Element84 / earth-search

Earth Search information and issue tracking
https://earth-search.aws.element84.com/v1
27 stars 2 forks source link

Missing `next` token when passed `sortby` #27

Closed gadomski closed 7 months ago

gadomski commented 7 months ago

The issue is described in detail in https://github.com/stac-utils/pystac-client/issues/629#issuecomment-1893849759, but td;dr: it looks like paging is broken if a sortby parameter is passed? I've checked for multiple sortby keys (properties.datetime and properties.eo:cloud_cover) and multiple collections (sentinel-2-l2a and sentinel-2-c1-l2a).

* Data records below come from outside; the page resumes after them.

//! Persisted data model. One file per entity, field names mirroring the
//! SQLite columns they round-trip through.

mod conflict;
mod content_item;
mod delta_cursor;
mod entity;
mod extraction;
mod fact;
mod fact_link;
mod operation_progress;
mod provenance;
mod schema_health;
mod tool_call;

pub use conflict::{Conflict, ConflictStatus};
pub use content_item::{ContentItem, NewContentItem};
pub use delta_cursor::DeltaCursor;
pub use entity::{slug_for, Entity, EntityAlias};
pub use extraction::{ExtractedEntity, ExtractedFact, Extraction};
pub use fact::{Fact, FactStatus, NewFact, Polarity, Scope};
pub use fact_link::{FactLink, LINK_SUPERSEDES};
pub use operation_progress::{OperationProgress, OperationStatus};
pub use provenance::{NewProvenance, Provenance, ProvenanceStrength};
pub use schema_health::{SchemaHealth, Severity, ValidationIssue, ValidationStatus};
pub use tool_call::ToolCall;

philvarner commented 7 months ago

https://github.com/stac-utils/stac-server/issues/608 ?

gadomski commented 7 months ago

Don't think so, because the items look like they have datetimes. Script:

from itertools import islice

from pystac_client import Client, ItemSearch

def summarize(item_search: ItemSearch) -> None:
    for i, page in enumerate(islice(item_search.pages_as_dicts(), 2)):
        print(f"Page {i}")
        next_link = next(link for link in page["links"] if link["rel"] == "next")
        next_token = next_link["body"].get("next")
        print(f"- Next token: {next_token}")
        item = page["features"][0]
        print(f"- First item datetime: {item['properties']['datetime']}")
        for item in page["features"]:
            datetime = item["properties"].get("datetime")
            if not datetime:
                print(f"Item with id={item['id']} is missing a datetime!!")
        print()

client = Client.open("https://earth-search.aws.element84.com/v1/")
intersects = {"type": "Point", "coordinates": [-105.1019, 40.1672]}
item_search_without_sortby = client.search(
    collections=["sentinel-2-l2a"],
    intersects=intersects,
)
item_search_with_sortby = client.search(
    collections=["sentinel-2-l2a"],
    intersects=intersects,
    sortby="properties.eo:cloud_cover",
)

print("=== Without sortby ===")
summarize(item_search_without_sortby)

print("\n=== With sortby ===")
summarize(item_search_with_sortby)

Output:

=== Without sortby ===
Page 0
- Next token: 2023-12-17T18:02:51.569000Z,S2A_13TDE_20231217_0_L2A,sentinel-2-l2a
- First item datetime: 2024-01-08T17:52:57.926000Z

Page 1
- Next token: 2023-11-24T17:52:54.004000Z,S2A_13TDE_20231124_0_L2A,sentinel-2-l2a
- First item datetime: 2023-12-14T17:52:54.900000Z

=== With sortby ===
Page 0
- Next token: None
- First item datetime: 2021-05-06T18:02:52.913000Z

Page 1
- Next token: None
- First item datetime: 2021-05-06T18:02:52.913000Z
philvarner commented 7 months ago

resolved. running the code above gives:

Without sortby
Next token: 2023-12-29T17:53:00.297000Z,S2B_13TDE_20231229_0_L2A,sentinel-2-l2a
Next token: 2023-12-04T17:52:52.234000Z,S2A_13TDE_20231204_0_L2A,sentinel-2-l2a

With sortby
Next token: 0.001052
Next token: 0.005294